* **DIRECTIONS**: Below are records; report the number of lines among them that include the word "FuzzingMetric", and nothing further.

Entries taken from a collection
= = = =
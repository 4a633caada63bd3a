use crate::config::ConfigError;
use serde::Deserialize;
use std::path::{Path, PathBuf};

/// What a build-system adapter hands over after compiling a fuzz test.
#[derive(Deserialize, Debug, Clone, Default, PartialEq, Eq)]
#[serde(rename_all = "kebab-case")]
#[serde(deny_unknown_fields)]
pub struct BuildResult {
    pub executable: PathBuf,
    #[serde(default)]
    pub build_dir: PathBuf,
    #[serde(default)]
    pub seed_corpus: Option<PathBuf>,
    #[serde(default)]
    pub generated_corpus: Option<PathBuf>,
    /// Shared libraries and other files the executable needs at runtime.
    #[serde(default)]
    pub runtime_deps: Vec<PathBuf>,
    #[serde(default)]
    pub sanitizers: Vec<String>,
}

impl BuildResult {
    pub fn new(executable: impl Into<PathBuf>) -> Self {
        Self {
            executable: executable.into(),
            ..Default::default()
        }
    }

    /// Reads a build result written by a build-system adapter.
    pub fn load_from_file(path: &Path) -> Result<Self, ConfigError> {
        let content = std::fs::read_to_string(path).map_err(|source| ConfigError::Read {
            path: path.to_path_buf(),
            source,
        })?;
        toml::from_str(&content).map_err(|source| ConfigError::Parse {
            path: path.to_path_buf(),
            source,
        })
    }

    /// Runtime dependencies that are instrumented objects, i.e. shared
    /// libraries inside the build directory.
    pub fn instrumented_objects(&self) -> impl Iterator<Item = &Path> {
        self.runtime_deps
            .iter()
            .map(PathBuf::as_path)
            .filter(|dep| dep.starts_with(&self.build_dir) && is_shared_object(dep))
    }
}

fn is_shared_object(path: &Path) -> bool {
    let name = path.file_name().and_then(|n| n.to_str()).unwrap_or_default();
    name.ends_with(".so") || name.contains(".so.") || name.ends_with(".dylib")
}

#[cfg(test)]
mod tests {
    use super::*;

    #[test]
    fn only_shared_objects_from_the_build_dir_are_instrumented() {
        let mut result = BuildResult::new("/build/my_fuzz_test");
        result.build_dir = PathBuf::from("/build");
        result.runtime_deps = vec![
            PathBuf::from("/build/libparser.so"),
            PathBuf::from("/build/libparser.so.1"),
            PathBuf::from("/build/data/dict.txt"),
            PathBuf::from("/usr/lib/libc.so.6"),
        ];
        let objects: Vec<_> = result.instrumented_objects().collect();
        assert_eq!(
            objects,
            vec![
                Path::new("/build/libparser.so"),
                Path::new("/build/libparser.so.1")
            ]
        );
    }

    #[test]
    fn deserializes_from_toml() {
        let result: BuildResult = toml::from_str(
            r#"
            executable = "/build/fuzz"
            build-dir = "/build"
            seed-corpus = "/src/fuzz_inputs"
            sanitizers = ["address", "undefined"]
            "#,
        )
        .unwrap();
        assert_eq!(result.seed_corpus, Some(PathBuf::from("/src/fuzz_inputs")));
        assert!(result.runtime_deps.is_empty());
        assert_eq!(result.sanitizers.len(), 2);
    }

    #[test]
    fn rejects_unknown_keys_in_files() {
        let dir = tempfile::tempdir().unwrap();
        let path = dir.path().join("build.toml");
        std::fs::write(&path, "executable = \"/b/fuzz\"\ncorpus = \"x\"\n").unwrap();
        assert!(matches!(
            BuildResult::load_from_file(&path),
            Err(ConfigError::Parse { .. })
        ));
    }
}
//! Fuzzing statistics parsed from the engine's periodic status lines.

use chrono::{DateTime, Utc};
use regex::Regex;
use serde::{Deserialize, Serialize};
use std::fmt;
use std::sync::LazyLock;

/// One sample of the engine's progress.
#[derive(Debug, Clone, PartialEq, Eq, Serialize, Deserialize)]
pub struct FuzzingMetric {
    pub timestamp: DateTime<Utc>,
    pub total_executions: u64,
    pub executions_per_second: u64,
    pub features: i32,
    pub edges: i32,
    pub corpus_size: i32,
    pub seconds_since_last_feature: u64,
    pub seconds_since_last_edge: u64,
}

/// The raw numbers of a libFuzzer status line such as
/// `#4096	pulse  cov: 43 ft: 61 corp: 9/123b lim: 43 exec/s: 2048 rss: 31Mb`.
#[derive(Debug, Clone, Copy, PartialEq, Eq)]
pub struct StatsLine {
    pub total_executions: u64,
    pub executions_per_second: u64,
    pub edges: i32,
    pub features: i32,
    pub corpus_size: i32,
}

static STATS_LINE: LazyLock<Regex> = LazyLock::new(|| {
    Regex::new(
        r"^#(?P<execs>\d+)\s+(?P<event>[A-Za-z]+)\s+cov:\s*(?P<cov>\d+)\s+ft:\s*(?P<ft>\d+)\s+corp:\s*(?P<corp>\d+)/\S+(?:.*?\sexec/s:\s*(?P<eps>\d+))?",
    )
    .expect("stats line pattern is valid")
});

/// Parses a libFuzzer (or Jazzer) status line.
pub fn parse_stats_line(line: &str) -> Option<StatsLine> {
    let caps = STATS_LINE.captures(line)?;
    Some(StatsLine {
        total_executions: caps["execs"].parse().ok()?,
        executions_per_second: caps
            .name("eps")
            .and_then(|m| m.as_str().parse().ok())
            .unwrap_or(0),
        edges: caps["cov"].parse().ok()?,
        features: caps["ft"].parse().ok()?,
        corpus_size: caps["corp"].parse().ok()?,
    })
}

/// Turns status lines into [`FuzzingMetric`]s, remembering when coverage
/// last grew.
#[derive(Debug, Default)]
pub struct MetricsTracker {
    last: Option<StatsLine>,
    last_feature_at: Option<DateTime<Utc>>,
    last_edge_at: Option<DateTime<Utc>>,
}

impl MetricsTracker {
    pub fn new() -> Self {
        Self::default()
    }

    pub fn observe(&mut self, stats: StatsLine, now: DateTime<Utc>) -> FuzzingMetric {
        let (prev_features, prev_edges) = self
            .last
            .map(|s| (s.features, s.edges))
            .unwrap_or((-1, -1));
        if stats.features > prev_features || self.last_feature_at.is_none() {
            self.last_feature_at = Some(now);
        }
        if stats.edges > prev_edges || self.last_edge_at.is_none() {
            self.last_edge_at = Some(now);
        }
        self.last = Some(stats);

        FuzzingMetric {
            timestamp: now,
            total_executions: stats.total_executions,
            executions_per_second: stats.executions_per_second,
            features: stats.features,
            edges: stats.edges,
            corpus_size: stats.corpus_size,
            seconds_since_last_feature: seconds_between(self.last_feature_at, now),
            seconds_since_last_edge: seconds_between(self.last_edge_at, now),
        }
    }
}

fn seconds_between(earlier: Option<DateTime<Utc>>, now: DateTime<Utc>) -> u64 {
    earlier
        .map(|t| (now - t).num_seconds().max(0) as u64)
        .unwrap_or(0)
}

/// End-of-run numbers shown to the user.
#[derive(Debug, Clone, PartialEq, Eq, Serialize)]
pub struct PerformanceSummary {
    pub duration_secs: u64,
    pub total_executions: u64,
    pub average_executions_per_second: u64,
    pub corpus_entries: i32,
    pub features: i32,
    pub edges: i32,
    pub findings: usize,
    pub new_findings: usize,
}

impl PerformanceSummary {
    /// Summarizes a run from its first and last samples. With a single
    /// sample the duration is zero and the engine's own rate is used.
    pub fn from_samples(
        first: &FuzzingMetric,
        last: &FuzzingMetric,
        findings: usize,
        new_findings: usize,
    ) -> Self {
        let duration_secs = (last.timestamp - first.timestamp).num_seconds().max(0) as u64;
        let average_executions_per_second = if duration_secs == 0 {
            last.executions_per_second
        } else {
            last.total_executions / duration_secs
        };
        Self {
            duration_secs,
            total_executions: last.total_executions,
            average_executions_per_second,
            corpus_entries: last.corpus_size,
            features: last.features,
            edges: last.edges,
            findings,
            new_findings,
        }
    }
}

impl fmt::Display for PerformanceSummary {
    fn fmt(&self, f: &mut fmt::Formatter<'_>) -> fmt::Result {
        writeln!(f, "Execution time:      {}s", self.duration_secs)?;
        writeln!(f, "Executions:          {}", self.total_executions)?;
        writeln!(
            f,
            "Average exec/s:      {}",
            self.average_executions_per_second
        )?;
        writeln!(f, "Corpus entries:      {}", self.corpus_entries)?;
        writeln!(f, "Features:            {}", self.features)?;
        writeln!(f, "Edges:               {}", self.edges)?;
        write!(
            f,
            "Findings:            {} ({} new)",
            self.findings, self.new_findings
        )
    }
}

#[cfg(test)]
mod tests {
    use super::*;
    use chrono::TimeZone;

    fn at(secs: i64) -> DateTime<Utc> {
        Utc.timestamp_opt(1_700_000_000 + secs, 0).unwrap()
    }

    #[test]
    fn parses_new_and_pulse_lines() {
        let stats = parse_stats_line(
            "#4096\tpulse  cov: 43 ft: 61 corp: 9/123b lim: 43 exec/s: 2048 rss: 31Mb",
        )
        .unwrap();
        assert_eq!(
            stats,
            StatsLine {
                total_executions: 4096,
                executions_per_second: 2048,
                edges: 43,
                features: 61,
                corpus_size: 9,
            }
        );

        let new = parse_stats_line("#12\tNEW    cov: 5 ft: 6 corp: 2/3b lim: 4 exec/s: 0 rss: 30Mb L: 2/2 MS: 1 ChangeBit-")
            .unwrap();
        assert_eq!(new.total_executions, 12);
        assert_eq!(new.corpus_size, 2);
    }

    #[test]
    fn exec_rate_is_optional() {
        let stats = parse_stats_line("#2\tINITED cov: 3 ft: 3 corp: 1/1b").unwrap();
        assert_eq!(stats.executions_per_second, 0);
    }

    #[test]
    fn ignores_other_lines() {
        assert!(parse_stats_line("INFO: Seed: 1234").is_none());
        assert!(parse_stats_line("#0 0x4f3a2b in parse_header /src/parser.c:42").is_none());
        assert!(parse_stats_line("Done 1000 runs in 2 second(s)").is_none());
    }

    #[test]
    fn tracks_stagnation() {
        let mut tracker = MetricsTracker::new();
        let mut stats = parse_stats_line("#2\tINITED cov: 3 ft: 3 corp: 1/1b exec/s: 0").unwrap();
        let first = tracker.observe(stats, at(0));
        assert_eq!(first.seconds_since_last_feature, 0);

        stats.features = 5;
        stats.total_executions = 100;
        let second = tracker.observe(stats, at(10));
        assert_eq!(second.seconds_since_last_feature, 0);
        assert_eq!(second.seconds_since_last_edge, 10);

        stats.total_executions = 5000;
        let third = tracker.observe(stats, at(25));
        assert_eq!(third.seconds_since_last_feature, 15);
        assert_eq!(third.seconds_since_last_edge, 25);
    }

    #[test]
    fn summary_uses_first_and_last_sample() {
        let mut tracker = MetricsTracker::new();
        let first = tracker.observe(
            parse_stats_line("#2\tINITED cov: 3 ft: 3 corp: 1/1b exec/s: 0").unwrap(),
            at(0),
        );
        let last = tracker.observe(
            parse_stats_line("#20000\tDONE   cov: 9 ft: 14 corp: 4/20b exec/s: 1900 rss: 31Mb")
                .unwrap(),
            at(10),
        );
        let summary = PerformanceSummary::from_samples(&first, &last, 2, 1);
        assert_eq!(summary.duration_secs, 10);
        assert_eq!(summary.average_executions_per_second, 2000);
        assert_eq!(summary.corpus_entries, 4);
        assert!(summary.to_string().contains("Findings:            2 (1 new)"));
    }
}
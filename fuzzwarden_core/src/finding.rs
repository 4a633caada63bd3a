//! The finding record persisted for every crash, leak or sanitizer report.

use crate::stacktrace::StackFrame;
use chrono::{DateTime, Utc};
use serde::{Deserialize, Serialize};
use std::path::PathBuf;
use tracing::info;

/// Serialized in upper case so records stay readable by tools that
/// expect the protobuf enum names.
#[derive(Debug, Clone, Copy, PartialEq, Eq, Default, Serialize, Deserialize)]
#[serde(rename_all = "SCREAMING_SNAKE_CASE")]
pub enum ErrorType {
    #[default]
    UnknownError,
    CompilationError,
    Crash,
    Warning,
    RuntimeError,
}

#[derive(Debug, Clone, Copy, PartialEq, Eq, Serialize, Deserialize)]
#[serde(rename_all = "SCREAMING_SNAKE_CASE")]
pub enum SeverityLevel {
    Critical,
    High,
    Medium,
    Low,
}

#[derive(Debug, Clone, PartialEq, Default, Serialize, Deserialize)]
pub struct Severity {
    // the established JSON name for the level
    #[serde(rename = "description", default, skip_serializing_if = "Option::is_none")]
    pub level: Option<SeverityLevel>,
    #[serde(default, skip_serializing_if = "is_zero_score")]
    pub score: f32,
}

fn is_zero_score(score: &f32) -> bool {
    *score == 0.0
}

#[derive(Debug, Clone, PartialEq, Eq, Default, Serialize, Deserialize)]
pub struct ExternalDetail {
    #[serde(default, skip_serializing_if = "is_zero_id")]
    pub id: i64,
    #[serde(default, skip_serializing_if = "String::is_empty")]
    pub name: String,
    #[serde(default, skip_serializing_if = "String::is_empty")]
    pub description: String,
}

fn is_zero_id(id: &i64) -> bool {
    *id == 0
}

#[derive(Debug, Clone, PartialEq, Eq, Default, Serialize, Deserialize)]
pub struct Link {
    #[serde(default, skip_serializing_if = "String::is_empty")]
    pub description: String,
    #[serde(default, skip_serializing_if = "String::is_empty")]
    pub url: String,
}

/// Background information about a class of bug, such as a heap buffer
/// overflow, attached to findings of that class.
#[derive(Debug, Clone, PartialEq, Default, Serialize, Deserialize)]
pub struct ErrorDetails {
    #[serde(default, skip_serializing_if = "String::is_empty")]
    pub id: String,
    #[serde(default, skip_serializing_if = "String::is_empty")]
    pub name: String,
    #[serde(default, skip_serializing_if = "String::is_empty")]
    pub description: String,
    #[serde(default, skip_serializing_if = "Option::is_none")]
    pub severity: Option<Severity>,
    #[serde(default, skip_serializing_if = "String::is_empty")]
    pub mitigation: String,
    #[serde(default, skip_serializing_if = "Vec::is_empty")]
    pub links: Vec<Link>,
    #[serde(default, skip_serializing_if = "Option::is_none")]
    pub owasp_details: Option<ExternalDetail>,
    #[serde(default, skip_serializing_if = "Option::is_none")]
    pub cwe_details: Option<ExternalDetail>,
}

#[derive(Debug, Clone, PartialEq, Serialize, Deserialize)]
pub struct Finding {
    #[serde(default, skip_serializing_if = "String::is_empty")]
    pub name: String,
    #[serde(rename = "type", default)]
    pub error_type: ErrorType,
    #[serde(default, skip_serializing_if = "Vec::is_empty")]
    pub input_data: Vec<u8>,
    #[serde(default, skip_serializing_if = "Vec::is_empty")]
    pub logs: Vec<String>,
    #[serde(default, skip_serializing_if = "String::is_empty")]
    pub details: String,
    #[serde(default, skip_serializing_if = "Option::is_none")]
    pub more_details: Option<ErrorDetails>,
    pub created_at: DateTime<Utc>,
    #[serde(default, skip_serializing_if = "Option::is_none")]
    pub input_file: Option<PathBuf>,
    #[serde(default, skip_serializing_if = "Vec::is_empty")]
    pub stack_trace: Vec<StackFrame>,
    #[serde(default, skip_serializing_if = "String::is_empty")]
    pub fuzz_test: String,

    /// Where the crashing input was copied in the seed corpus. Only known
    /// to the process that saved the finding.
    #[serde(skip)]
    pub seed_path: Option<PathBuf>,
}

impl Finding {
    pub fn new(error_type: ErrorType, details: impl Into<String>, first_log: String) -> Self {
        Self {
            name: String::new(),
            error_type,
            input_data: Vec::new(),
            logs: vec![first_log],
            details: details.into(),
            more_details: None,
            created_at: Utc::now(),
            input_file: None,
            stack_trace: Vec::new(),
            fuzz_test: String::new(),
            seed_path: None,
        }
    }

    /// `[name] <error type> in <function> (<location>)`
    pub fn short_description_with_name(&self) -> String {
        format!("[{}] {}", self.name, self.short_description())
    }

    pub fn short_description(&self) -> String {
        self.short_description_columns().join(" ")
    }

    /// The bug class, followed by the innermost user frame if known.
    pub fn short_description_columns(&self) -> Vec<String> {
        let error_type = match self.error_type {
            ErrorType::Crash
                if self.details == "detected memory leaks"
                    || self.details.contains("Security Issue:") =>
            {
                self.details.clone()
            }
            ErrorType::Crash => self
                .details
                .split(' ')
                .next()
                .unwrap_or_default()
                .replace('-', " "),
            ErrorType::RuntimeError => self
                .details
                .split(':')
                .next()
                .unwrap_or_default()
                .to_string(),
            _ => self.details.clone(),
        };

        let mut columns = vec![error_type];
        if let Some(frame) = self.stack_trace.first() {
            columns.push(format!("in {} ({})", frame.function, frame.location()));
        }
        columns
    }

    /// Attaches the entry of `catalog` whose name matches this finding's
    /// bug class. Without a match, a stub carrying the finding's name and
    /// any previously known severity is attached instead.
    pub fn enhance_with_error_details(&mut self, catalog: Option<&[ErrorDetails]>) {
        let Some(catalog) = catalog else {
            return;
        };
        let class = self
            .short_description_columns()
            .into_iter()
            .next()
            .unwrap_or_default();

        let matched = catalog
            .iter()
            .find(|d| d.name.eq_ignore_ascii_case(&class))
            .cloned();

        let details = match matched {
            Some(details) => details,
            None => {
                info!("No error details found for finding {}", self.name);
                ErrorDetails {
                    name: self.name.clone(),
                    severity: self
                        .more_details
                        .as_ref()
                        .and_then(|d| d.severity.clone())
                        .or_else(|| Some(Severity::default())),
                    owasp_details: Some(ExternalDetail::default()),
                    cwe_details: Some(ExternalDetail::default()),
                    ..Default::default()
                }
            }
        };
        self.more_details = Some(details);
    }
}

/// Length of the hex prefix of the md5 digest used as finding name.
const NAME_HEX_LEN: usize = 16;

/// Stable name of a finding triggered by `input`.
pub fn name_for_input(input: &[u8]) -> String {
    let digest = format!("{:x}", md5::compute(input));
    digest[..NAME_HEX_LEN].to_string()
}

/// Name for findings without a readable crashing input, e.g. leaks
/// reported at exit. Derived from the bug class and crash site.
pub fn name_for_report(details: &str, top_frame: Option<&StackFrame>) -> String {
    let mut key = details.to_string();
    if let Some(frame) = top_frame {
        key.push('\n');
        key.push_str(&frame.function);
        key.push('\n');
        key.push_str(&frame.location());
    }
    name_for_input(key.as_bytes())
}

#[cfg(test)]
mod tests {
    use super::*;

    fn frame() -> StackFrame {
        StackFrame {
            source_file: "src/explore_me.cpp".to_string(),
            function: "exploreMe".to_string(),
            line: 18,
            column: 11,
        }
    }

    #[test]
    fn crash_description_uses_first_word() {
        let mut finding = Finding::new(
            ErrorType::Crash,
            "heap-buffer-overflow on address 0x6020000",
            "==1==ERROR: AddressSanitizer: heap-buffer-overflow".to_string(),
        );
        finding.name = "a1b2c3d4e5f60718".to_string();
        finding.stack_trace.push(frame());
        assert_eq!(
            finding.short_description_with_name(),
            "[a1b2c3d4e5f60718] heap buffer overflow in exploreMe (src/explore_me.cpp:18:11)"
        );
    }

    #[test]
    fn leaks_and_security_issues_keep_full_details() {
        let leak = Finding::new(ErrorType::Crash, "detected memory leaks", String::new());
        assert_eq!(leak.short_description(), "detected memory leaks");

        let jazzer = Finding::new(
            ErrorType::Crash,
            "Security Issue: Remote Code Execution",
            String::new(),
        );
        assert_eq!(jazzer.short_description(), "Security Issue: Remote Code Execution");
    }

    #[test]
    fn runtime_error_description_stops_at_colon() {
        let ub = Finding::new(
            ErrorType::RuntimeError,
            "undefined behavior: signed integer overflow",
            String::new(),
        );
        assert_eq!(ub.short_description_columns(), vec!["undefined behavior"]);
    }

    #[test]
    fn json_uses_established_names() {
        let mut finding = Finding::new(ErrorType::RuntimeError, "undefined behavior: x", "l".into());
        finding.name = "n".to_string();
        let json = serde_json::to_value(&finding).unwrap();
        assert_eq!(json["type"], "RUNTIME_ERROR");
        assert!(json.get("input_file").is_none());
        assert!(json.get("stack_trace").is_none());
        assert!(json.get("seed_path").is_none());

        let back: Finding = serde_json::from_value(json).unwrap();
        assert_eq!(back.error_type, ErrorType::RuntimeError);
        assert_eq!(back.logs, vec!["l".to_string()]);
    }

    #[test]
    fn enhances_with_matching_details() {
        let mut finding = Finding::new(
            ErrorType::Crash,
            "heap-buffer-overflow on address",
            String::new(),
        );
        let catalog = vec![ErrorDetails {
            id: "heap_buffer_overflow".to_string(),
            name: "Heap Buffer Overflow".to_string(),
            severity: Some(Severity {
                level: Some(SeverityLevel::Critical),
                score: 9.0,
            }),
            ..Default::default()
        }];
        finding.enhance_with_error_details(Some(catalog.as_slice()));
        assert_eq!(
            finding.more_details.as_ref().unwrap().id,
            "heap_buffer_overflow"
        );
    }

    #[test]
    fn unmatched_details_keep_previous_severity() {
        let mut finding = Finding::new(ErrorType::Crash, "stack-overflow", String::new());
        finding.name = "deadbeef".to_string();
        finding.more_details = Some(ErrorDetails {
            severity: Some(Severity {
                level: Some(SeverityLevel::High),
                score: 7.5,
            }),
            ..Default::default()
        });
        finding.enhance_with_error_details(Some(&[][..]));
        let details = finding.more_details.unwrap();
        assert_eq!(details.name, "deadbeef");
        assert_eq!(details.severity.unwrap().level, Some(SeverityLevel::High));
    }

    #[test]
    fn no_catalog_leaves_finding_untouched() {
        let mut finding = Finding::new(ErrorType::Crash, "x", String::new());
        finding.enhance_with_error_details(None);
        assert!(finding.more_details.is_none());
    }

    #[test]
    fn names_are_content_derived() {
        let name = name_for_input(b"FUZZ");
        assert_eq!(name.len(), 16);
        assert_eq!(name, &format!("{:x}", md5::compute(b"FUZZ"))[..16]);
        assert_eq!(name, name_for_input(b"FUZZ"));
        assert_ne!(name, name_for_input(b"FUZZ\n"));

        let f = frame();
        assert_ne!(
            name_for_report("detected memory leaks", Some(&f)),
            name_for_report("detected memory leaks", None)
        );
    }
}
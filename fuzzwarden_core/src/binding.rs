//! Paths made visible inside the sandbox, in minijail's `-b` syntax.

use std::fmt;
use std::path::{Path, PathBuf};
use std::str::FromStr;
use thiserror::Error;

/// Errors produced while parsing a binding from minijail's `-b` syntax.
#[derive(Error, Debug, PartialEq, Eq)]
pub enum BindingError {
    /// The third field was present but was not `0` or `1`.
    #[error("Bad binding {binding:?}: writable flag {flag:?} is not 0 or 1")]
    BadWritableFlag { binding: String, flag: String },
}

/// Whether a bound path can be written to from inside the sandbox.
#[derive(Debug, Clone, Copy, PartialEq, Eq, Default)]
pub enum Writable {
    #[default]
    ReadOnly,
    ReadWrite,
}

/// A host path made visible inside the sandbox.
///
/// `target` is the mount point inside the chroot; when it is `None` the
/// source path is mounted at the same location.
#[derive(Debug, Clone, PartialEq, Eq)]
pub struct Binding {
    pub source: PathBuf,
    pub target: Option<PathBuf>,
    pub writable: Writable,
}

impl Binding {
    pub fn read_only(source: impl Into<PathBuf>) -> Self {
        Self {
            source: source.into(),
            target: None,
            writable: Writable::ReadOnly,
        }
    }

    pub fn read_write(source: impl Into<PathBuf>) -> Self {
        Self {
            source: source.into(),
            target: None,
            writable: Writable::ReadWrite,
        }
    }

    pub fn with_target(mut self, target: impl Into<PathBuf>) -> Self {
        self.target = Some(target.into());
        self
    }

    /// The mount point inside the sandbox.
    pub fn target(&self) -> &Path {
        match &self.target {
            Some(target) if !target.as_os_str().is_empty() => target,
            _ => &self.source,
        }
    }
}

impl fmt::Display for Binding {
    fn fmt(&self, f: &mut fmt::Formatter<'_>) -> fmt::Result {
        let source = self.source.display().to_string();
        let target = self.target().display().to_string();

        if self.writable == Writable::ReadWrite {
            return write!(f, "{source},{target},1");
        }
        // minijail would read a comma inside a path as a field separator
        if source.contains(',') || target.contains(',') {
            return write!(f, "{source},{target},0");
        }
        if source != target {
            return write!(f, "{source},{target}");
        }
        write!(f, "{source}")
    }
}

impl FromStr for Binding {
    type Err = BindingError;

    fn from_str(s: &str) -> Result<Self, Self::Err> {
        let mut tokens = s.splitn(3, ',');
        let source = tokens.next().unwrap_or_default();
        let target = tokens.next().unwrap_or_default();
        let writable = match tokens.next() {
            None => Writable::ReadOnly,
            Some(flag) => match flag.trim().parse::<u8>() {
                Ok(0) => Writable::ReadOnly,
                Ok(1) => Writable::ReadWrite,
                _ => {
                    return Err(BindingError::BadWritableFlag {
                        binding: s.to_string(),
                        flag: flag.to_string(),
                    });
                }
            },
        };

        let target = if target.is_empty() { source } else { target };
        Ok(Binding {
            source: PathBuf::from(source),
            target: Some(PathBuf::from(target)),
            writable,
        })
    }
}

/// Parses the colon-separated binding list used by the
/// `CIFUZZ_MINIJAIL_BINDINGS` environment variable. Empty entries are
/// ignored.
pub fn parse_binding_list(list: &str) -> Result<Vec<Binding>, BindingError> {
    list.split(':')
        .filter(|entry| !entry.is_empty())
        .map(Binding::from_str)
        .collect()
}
= = = =
* **WRITTEN RESPONSE**: 6